Well, well, well.
The G7 appeared to signal some concern over the decline and fall of the dollar empire yesterday, changing the boilerplate language in their communique:
"We reaffirm our shared interest in a strong and stable international financial system. Since our last meeting, there have been at times sharp fluctuations in major currencies, and we are concerned about their possible implications for economic and financial stability. We continue to monitor exchange markets closely, and cooperate as appropriate. We welcome China's decision to increase the flexibility of its currency, but in view of its rising current account surplus and domestic inflation, we encourage accelerated appreciation of its effective exchange rate."
The new text, shown in bold, can only refer to the dollar. So is this it for the dollar rout? Macro Man has long thought that the endgame for the current dollar downtrend will be a commitment from the relevant authorities to act to turn it around. However, it's far from clear that the G7 are the relevant authorities; after all, it's not Japan or Germany or the UK that is buying billions of EUR/USD every month; it's China and Russia and the Middle Eastern Countries. And Macro Man didn't see their names attached to any document expressing concern.

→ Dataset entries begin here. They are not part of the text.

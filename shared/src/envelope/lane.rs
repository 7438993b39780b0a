//! Envelopes addressed to a single lane of a single node.

use crate::{Uri, Value};

macro_rules! lane_message {
    ($(#[$meta:meta])* $name:ident, $kind:ident) => {
        $(#[$meta])*
        #[derive(Clone, Debug, PartialEq)]
        pub struct $name {
            pub node_uri: Uri,
            pub lane_uri: Uri,
            pub body: Value,
        }

        impl $name {
            pub fn new(node_uri: impl Into<Uri>, lane_uri: impl Into<Uri>, body: Value) -> Self {
                Self {
                    node_uri: node_uri.into(),
                    lane_uri: lane_uri.into(),
                    body,
                }
            }
        }

        envelope_variant!($name, $kind);
    };
}

lane_message!(
    /// A value published by a lane to its subscribers.
    EventMessage,
    Event
);
lane_message!(
    /// A value sent by a subscriber for a lane to act on.
    CommandMessage,
    Command
);
lane_message!(
    /// Confirms that a link request was accepted.
    LinkedResponse,
    Linked
);
lane_message!(
    /// Marks the end of the state a sync request asked for.
    SyncedResponse,
    Synced
);
lane_message!(
    /// Asks a lane to stop sending to this subscriber.
    UnlinkRequest,
    Unlink
);
lane_message!(
    /// Announces that a link has ended, by request or by refusal.
    UnlinkedResponse,
    Unlinked
);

Moreover, it's worth taking a look back at history to gauge how significant this statement is. In the context of the last 25 years, the language is pretty limp. Compare the above, for example, with the language from the September 2000 communique expressing concern over the weakness of the euro:
"We discussed developments in our exchange and financial markets. We have a shared interest in a strong and stable international monetary system. At the initiative of the European Central Bank, the monetary authorities of the United States, Japan, United Kingdom and Canada joined with the European Central Bank on Friday, September 22, in concerted intervention in exchange markets, because of the shared concern of Finance Ministers and Governors about the potential implications of recent movements in the euro for the world economy. In light of recent developments, we will continue to monitor developments closely and to cooperate in exchange markets as appropriate."
Of course, at that point, the authorities had already intervened in foreign exchange markets. And even then, it was a full 18 months before the euro finally put in a clear bottom against the dollar.
How about the last time that there was a legitimate will amongst the authorities to prop up the dollar, in 1995?
" The ministers and governors expressed concerns about recent developments in exchange markets. They agreed that recent movements have gone beyond the levels justified by underlying economic conditions in the major countries. They also agreed that orderly reversal of those movements is desirable, would provide a better basis for a continued expansion of international trade and investment, and would contribute to our common objectives of sustained noninflationary growth. They further agreed to strengthen their efforts in reducing internal and external imbalances and to continue to cooperate closely in exchange markets."
Observe how 13 years ago, the G7 essentially stated that exchange rates were misvalued and should reverse. That's a much stronger statement than the observation that there have been "sharp fluctuations"; indeed, the latter phrase seems to say more about volatility than direction.
And how about the Grandaddy of them all, the Plaza Accord? Those were the days when men were men (unless they were Maggie Thatcher), and G7 (or G5) statements were bold and forthright:
"The Ministers and Governors agreed that exchange rates should play a role in adjusting external imbalances. In order to do this, exchange rates should better reflect fundamental economic conditions than has been the case. They believe that agreed policy actions must be implemented and reinforced to improve the fundamentals further, and that in view of the present and prospective changes in fundamentals, some further orderly appreciation of the main non-dollar currencies against the dollar is desirable. They stand ready to cooperate more closely to encourage this when to do so would be helpful."
Again, observe the direct language expressing a clear directional bias that is absent from yesterday's communique. The language of the Louvre Accord, essentially "taking profit" on the Plaza, is similarly forthright.
Ultimately, when the history books are written, yesterday's communique may be seen as a small first step to end the dollar's decline. But small is what it is, regardless of whether the dollar stages a handsome rally on Monday. Absent a commitment by the Europeans to cut rates to lessen the euro's lustre (a reticence that recalls the Bundesbank's reluctance after the Louvre Accord, which ultimately helped spark the '87 stock market crash) and, importantly, Voldemort and co. to quit selling dollars in the open market against other free-floating currencies, it's hard to see any dollar rebound enduring, especially given the weakened state of the US economy and financial markets.
The beginning of the end? Nah. But it just might be the end of the beginning.
Old G7 statements can be found at the University of Toronto's excellent G8 resource center, linked to the right.)